(What to do): Starting at the first line of the data below, retype every line up to and including the one containing "Hash, Serialize, Deserialize)]".

= = =

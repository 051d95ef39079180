//! Schema and metadata types for tables, columns, indexes, and constraints.
//!
//! These types are dialect-neutral: a [`Table`] read from SQLite can be rendered
//! as MySQL or PostgreSQL DDL through the type map.

use std::fmt;

use serde::{Deserialize, Serialize};

use super::value::SqlValue;

/// Logical column type driving value conversion.
#[derive(Debug, Clone, Copy, PartialEq, Eq, Hash, Serialize, Deserialize)]
#[serde(rename_all = "lowercase")]
pub enum LogicalType {
    Boolean,
    Integer,
    Float,
    Text,
    Timestamp,
    Binary,
    Json,
    Array,
    Enum,
}

impl fmt::Display for LogicalType {
    fn fmt(&self, f: &mut fmt::Formatter<'_>) -> fmt::Result {
        let name = match self {
            LogicalType::Boolean => "boolean",
            LogicalType::Integer => "integer",
            LogicalType::Float => "float",
            LogicalType::Text => "text",
            LogicalType::Timestamp => "timestamp",
            LogicalType::Binary => "binary",
            LogicalType::Json => "json",
            LogicalType::Array => "array",
            LogicalType::Enum => "enum",
        };
        f.write_str(name)
    }
}

/// Column type information consumed by the value converter.
#[derive(Debug, Clone, PartialEq, Eq, Serialize, Deserialize)]
pub struct ColumnTypeInfo {
    /// Column name.
    pub name: String,

    /// Logical type.
    pub logical_type: LogicalType,

    /// Column is a native array type (PostgreSQL `text[]` etc.), not JSON text.
    #[serde(default)]
    pub native_array: bool,
}

impl ColumnTypeInfo {
    /// Create type info for a non-array column.
    pub fn new(name: impl Into<String>, logical_type: LogicalType) -> Self {
        Self {
            name: name.into(),
            logical_type,
            native_array: false,
        }
    }
}

/// Column default value.
#[derive(Debug, Clone, PartialEq, Serialize, Deserialize)]
#[serde(tag = "kind", content = "value", rename_all = "snake_case")]
pub enum DefaultValue {
    Null,
    Bool(bool),
    Int(i64),
    Float(f64),
    Text(String),
    /// Engine expression such as `CURRENT_TIMESTAMP`, emitted verbatim.
    Expression(String),
}

impl DefaultValue {
    /// Value inserted for rows that predate the column, if the default is a constant.
    pub fn to_value(&self) -> Option<SqlValue<'static>> {
        match self {
            DefaultValue::Null => Some(SqlValue::Null),
            DefaultValue::Bool(b) => Some(SqlValue::Bool(*b)),
            DefaultValue::Int(v) => Some(SqlValue::Int(*v)),
            DefaultValue::Float(v) => Some(SqlValue::Float(*v)),
            DefaultValue::Text(s) => Some(SqlValue::text_owned(s.clone())),
            DefaultValue::Expression(_) => None,
        }
    }

    /// True for `CURRENT_TIMESTAMP`-style expressions.
    pub fn is_current_timestamp(&self) -> bool {
        match self {
            DefaultValue::Expression(e) => {
                let upper = e.to_uppercase();
                upper.starts_with("CURRENT_TIMESTAMP") || upper.starts_with("NOW(")
            }
            _ => false,
        }
    }
}

/// Table metadata.
#[derive(Debug, Clone, PartialEq, Serialize, Deserialize)]
pub struct Table {
    /// Table name.
    pub name: String,

    /// Column definitions in ordinal order.
    pub columns: Vec<Column>,

    /// Primary key column names in key order.
    #[serde(default)]
    pub primary_key: Vec<String>,

    /// Secondary indexes.
    #[serde(default)]
    pub indexes: Vec<Index>,

    /// Foreign key constraints.
    #[serde(default)]
    pub foreign_keys: Vec<ForeignKey>,
}

impl Table {
    /// Create an empty table definition.
    pub fn new(name: impl Into<String>) -> Self {
        Self {
            name: name.into(),
            columns: Vec::new(),
            primary_key: Vec::new(),
            indexes: Vec::new(),
            foreign_keys: Vec::new(),
        }
    }

    /// Add a column.
    pub fn column(mut self, column: Column) -> Self {
        self.columns.push(column);
        self
    }

    /// Set the primary key.
    pub fn primary_key<I, S>(mut self, columns: I) -> Self
    where
        I: IntoIterator<Item = S>,
        S: Into<String>,
    {
        self.primary_key = columns.into_iter().map(Into::into).collect();
        self
    }

    /// Add a secondary index.
    pub fn index(mut self, index: Index) -> Self {
        self.indexes.push(index);
        self
    }

    /// Add a foreign key.
    pub fn foreign_key(mut self, fk: ForeignKey) -> Self {
        self.foreign_keys.push(fk);
        self
    }

    /// Check if the table has a primary key.
    pub fn has_pk(&self) -> bool {
        !self.primary_key.is_empty()
    }

    /// Look up a column by name (case-insensitive).
    pub fn find_column(&self, name: &str) -> Option<&Column> {
        self.columns
            .iter()
            .find(|c| c.name.eq_ignore_ascii_case(name))
    }

    /// Column names in ordinal order.
    pub fn column_names(&self) -> Vec<String> {
        self.columns.iter().map(|c| c.name.clone()).collect()
    }

    /// Type info for every column, in ordinal order.
    pub fn column_types(&self) -> Vec<ColumnTypeInfo> {
        self.columns.iter().map(Column::type_info).collect()
    }

    /// The single auto-increment key column, if the table has one.
    pub fn auto_increment_column(&self) -> Option<&Column> {
        if self.primary_key.len() != 1 {
            return None;
        }
        self.find_column(&self.primary_key[0])
            .filter(|c| c.auto_increment && c.logical_type == LogicalType::Integer)
    }

    /// Names of tables this table references (self-references excluded).
    pub fn referenced_tables(&self) -> Vec<&str> {
        let mut out: Vec<&str> = self
            .foreign_keys
            .iter()
            .map(|fk| fk.ref_table.as_str())
            .filter(|t| !t.eq_ignore_ascii_case(&self.name))
            .collect();
        out.sort_unstable();
        out.dedup();
        out
    }
}

/// Column metadata.
#[derive(Debug, Clone, PartialEq, Serialize, Deserialize)]
pub struct Column {
    /// Column name.
    pub name: String,

    /// Logical type.
    pub logical_type: LogicalType,

    /// Declared type as reported by the source engine (e.g. "varchar(100)").
    #[serde(default)]
    pub declared_type: String,

    /// Maximum length for text/binary columns.
    #[serde(default)]
    pub max_length: Option<u32>,

    /// Whether the column allows NULL.
    #[serde(default = "default_true")]
    pub is_nullable: bool,

    /// Default value.
    #[serde(default)]
    pub default: Option<DefaultValue>,

    /// Auto-increment / serial / rowid-alias column.
    #[serde(default)]
    pub auto_increment: bool,

    /// Native array column.
    #[serde(default)]
    pub native_array: bool,

    /// Allowed values for enum columns.
    #[serde(default)]
    pub enum_values: Vec<String>,
}

fn default_true() -> bool {
    true
}

impl Column {
    /// Create a nullable column with no default.
    pub fn new(name: impl Into<String>, logical_type: LogicalType) -> Self {
        Self {
            name: name.into(),
            logical_type,
            declared_type: String::new(),
            max_length: None,
            is_nullable: true,
            default: None,
            auto_increment: false,
            native_array: false,
            enum_values: Vec::new(),
        }
    }

    /// Mark NOT NULL.
    pub fn not_null(mut self) -> Self {
        self.is_nullable = false;
        self
    }

    /// Set the default value.
    pub fn default_value(mut self, default: DefaultValue) -> Self {
        self.default = Some(default);
        self
    }

    /// Set a maximum length.
    pub fn max_length(mut self, len: u32) -> Self {
        self.max_length = Some(len);
        self
    }

    /// Mark as auto-increment.
    pub fn auto_increment(mut self) -> Self {
        self.auto_increment = true;
        self
    }

    /// Mark as native array.
    pub fn native_array(mut self) -> Self {
        self.native_array = true;
        self
    }

    /// Set enum variants.
    pub fn enum_values<I, S>(mut self, values: I) -> Self
    where
        I: IntoIterator<Item = S>,
        S: Into<String>,
    {
        self.enum_values = values.into_iter().map(Into::into).collect();
        self
    }

    /// Type info for value conversion.
    pub fn type_info(&self) -> ColumnTypeInfo {
        ColumnTypeInfo {
            name: self.name.clone(),
            logical_type: self.logical_type,
            native_array: self.native_array,
        }
    }
}

/// One key part of an index.
#[derive(Debug, Clone, PartialEq, Eq, Serialize, Deserialize)]
pub struct IndexColumn {
    /// Column name.
    pub name: String,

    /// Descending key order.
    #[serde(default)]
    pub desc: bool,
}

impl IndexColumn {
    /// Ascending key part.
    pub fn asc(name: impl Into<String>) -> Self {
        Self {
            name: name.into(),
            desc: false,
        }
    }

    /// Descending key part.
    pub fn desc(name: impl Into<String>) -> Self {
        Self {
            name: name.into(),
            desc: true,
        }
    }
}

/// Index metadata.
#[derive(Debug, Clone, PartialEq, Eq, Serialize, Deserialize)]
pub struct Index {
    /// Index name.
    pub name: String,

    /// Key parts in order.
    pub columns: Vec<IndexColumn>,

    /// Whether the index is unique.
    #[serde(default)]
    pub is_unique: bool,
}

impl Index {
    /// Non-unique index over ascending columns.
    pub fn new<I, S>(name: impl Into<String>, columns: I) -> Self
    where
        I: IntoIterator<Item = S>,
        S: Into<String>,
    {
        Self {
            name: name.into(),
            columns: columns.into_iter().map(IndexColumn::asc).collect(),
            is_unique: false,
        }
    }

    /// Mark unique.
    pub fn unique(mut self) -> Self {
        self.is_unique = true;
        self
    }

    /// Column names in key order.
    pub fn column_names(&self) -> Vec<&str> {
        self.columns.iter().map(|c| c.name.as_str()).collect()
    }
}

/// Foreign key metadata.
#[derive(Debug, Clone, PartialEq, Eq, Serialize, Deserialize)]
pub struct ForeignKey {
    /// Constraint name (may be empty on engines that do not name FKs).
    #[serde(default)]
    pub name: String,

    /// Referencing column names.
    pub columns: Vec<String>,

    /// Referenced table name.
    pub ref_table: String,

    /// Referenced column names.
    pub ref_columns: Vec<String>,

    /// ON DELETE action.
    #[serde(default = "default_action")]
    pub on_delete: String,

    /// ON UPDATE action.
    #[serde(default = "default_action")]
    pub on_update: String,
}

fn default_action() -> String {
    "NO ACTION".to_string()
}

impl ForeignKey {
    /// Foreign key with NO ACTION semantics.
    pub fn new<I, S>(columns: I, ref_table: impl Into<String>, ref_columns: I) -> Self
    where
        I: IntoIterator<Item = S>,
        S: Into<String>,
    {
        Self {
            name: String::new(),
            columns: columns.into_iter().map(Into::into).collect(),
            ref_table: ref_table.into(),
            ref_columns: ref_columns.into_iter().map(Into::into).collect(),
            on_delete: default_action(),
            on_update: default_action(),
        }
    }

    /// Set the ON DELETE action.
    pub fn on_delete(mut self, action: impl Into<String>) -> Self {
        self.on_delete = action.into();
        self
    }
}

/// Normalize a referential action to its SQL keyword form.
pub fn referential_action(action: &str) -> &'static str {
    match action.trim().to_uppercase().replace('_', " ").as_str() {
        "CASCADE" => "CASCADE",
        "SET NULL" => "SET NULL",
        "SET DEFAULT" => "SET DEFAULT",
        "RESTRICT" => "RESTRICT",
        _ => "NO ACTION",
    }
}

= = =

(Exercise answer):
repository 051d95ef39079180
//! Schema and metadata types for tables, columns, indexes, and constraints.
//!
//! These types are dialect-neutral: a [`Table`] read from SQLite can be rendered
//! as MySQL or PostgreSQL DDL through the type map.

use std::fmt;

use serde::{Deserialize, Serialize};

use super::value::SqlValue;

/// Logical column type driving value conversion.
#[derive(Debug, Clone, Copy, PartialEq, Eq, Hash, Serialize, Deserialize)]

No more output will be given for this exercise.